From 30987eef164860902bb1df6067bfaacaf0a6dc59 Mon Sep 17 00:00:00 2001
From: ZdenekSrotyr <zdenek.srotyr@keboola.com>
Date: Thu, 9 Apr 2026 18:42:33 +0200
Subject: [PATCH] fix: add union_by_name=true to read_parquet calls in profiler

Handles schema evolution across partitions when profiling tables
with multiple parquet files that may have different column sets.
---
 src/profiler.py | 4 ++--
 1 file changed, 2 insertions(+), 2 deletions(-)

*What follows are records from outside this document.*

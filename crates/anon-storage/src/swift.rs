//! OpenStack Swift client with Keystone v3 token authentication.

use async_trait::async_trait;
use reqwest::{Method, RequestBuilder, Response, StatusCode};
use serde::{Deserialize, Serialize};
use tokio::sync::RwLock;
use tracing::{debug, info};

use crate::error::{StorageError, StorageResult};
use crate::store::ObjectStore;

const AUTH_TOKEN_HEADER: &str = "X-Auth-Token";
const SUBJECT_TOKEN_HEADER: &str = "X-Subject-Token";
const CONTAINER_READ_HEADER: &str = "X-Container-Read";
const PUBLIC_READ_ACL: &str = ".r:*";

/// Configuration for the Swift client.
#[derive(Clone)]
pub struct SwiftConfig {
    /// Keystone v3 endpoint (`OS_AUTH_URL`)
    pub auth_url: String,
    /// Pre-issued token to scope (`OS_AUTH_TOKEN`)
    pub auth_token: String,
    /// Project name (`OS_PROJECT_NAME`)
    pub project_name: String,
    /// Project domain id (`OS_PROJECT_DOMAIN_ID`)
    pub project_domain_id: String,
}

impl std::fmt::Debug for SwiftConfig {
    fn fmt(&self, f: &mut std::fmt::Formatter<'_>) -> std::fmt::Result {
        f.debug_struct("SwiftConfig")
            .field("auth_url", &self.auth_url)
            .field("auth_token", &"<redacted>")
            .field("project_name", &self.project_name)
            .field("project_domain_id", &self.project_domain_id)
            .finish()
    }
}

/// Scoped token plus the object-store endpoint it unlocks.
#[derive(Debug, Clone)]
struct SwiftSession {
    token: String,
    storage_url: String,
}

#[derive(Serialize)]
struct AuthRequest<'a> {
    auth: Auth<'a>,
}

#[derive(Serialize)]
struct Auth<'a> {
    identity: Identity<'a>,
    scope: Scope<'a>,
}

#[derive(Serialize)]
struct Identity<'a> {
    methods: [&'a str; 1],
    token: TokenId<'a>,
}

#[derive(Serialize)]
struct TokenId<'a> {
    id: &'a str,
}

#[derive(Serialize)]
struct Scope<'a> {
    project: Project<'a>,
}

#[derive(Serialize)]
struct Project<'a> {
    name: &'a str,
    domain: Domain<'a>,
}

#[derive(Serialize)]
struct Domain<'a> {
    id: &'a str,
}

#[derive(Deserialize)]
struct AuthResponse {
    token: TokenBody,
}

#[derive(Deserialize)]
struct TokenBody {
    #[serde(default)]
    catalog: Vec<CatalogEntry>,
}

#[derive(Deserialize)]
struct CatalogEntry {
    #[serde(rename = "type")]
    service_type: String,
    endpoints: Vec<Endpoint>,
}

#[derive(Deserialize)]
struct Endpoint {
    interface: String,
    url: String,
}

/// Swift object store client.
pub struct SwiftClient {
    http: reqwest::Client,
    config: SwiftConfig,
    session: RwLock<Option<SwiftSession>>,
}

impl SwiftClient {
    /// Create a new client. Authentication happens on first use.
    pub fn new(config: SwiftConfig) -> StorageResult<Self> {
        let http = reqwest::Client::builder()
            .build()
            .map_err(|e| StorageError::config_error(e.to_string()))?;

        Ok(Self {
            http,
            config,
            session: RwLock::new(None),
        })
    }

    async fn authenticate(&self) -> StorageResult<SwiftSession> {
        let url = format!("{}/auth/tokens", self.config.auth_url.trim_end_matches('/'));
        let body = AuthRequest {
            auth: Auth {
                identity: Identity {
                    methods: ["token"],
                    token: TokenId {
                        id: &self.config.auth_token,
                    },
                },
                scope: Scope {
                    project: Project {
                        name: &self.config.project_name,
                        domain: Domain {
                            id: &self.config.project_domain_id,
                        },
                    },
                },
            },
        };

        let response = self.http.post(&url).json(&body).send().await?;
        if !response.status().is_success() {
            return Err(StorageError::auth_failed(format!(
                "keystone returned {}",
                response.status()
            )));
        }

        let token = response
            .headers()
            .get(SUBJECT_TOKEN_HEADER)
            .and_then(|v| v.to_str().ok())
            .map(str::to_string)
            .ok_or_else(|| StorageError::auth_failed("missing X-Subject-Token header"))?;

        let parsed: AuthResponse = serde_json::from_slice(&response.bytes().await?)?;
        let storage_url = parsed
            .token
            .catalog
            .into_iter()
            .filter(|entry| entry.service_type == "object-store")
            .flat_map(|entry| entry.endpoints)
            .find(|endpoint| endpoint.interface == "public")
            .map(|endpoint| endpoint.url.trim_end_matches('/').to_string())
            .ok_or_else(|| StorageError::auth_failed("no public object-store endpoint in catalog"))?;

        info!(storage_url = %storage_url, "Authenticated against keystone");
        Ok(SwiftSession { token, storage_url })
    }

    async fn session(&self) -> StorageResult<SwiftSession> {
        if let Some(session) = self.session.read().await.as_ref() {
            return Ok(session.clone());
        }

        let mut guard = self.session.write().await;
        if let Some(session) = guard.as_ref() {
            return Ok(session.clone());
        }
        let session = self.authenticate().await?;
        *guard = Some(session.clone());
        Ok(session)
    }

    /// Send a request built against the storage URL, re-authenticating once
    /// if the token was rejected.
    async fn send<F>(&self, build: F) -> StorageResult<(Response, String)>
    where
        F: Fn(&reqwest::Client, &SwiftSession) -> RequestBuilder,
    {
        let session = self.session().await?;
        let response = build(&self.http, &session)
            .header(AUTH_TOKEN_HEADER, &session.token)
            .send()
            .await?;

        if response.status() != StatusCode::UNAUTHORIZED {
            return Ok((response, session.storage_url));
        }

        debug!("Swift token rejected, re-authenticating");
        *self.session.write().await = None;
        let session = self.session().await?;
        let response = build(&self.http, &session)
            .header(AUTH_TOKEN_HEADER, &session.token)
            .send()
            .await?;
        Ok((response, session.storage_url))
    }
}

#[async_trait]
impl ObjectStore for SwiftClient {
    async fn create_public_container(&self, name: &str) -> StorageResult<()> {
        let (head, _) = self
            .send(|http, s| http.request(Method::HEAD, format!("{}/{}", s.storage_url, name)))
            .await?;

        // Existing containers are switched to public with POST, missing ones created with PUT.
        let method = if head.status().is_success() {
            Method::POST
        } else if head.status() == StatusCode::NOT_FOUND {
            Method::PUT
        } else {
            return Err(StorageError::container_failed(format!(
                "HEAD {} returned {}",
                name,
                head.status()
            )));
        };

        let (response, _) = self
            .send(|http, s| {
                http.request(method.clone(), format!("{}/{}", s.storage_url, name))
                    .header(CONTAINER_READ_HEADER, PUBLIC_READ_ACL)
            })
            .await?;

        if !response.status().is_success() {
            return Err(StorageError::container_failed(format!(
                "{} {} returned {}",
                method,
                name,
                response.status()
            )));
        }

        info!(container = %name, "Container is public");
        Ok(())
    }

    async fn put_object(&self, container: &str, key: &str, body: Vec<u8>) -> StorageResult<String> {
        let size = body.len();
        let (response, storage_url) = self
            .send(|http, s| {
                http.put(format!("{}/{}/{}", s.storage_url, container, key))
                    .body(body.clone())
            })
            .await?;

        if !response.status().is_success() {
            return Err(StorageError::upload_failed(format!(
                "PUT {}/{} returned {}",
                container,
                key,
                response.status()
            )));
        }

        debug!(container = %container, key = %key, size, "Uploaded object");
        Ok(format!("{}/{}/{}", storage_url, container, key))
    }
}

diff --git a/src/profiler.py b/src/profiler.py
index 0cda5f7..ced8778 100644
--- a/src/profiler.py
+++ b/src/profiler.py
@@ -716,9 +716,9 @@ def profile_table(
 
     # Determine read expression
     if parquet_path.is_dir():
-        read_expr = f"read_parquet('{parquet_path}/*.parquet')"
+        read_expr = f"read_parquet('{parquet_path}/*.parquet', union_by_name=true)"
     else:
-        read_expr = f"read_parquet('{parquet_path}')"
+        read_expr = f"read_parquet('{parquet_path}', union_by_name=true)"
 
     # Get row count to decide on sampling
     total_rows = con.execute(f"SELECT COUNT(*) FROM {read_expr}").fetchone()[0]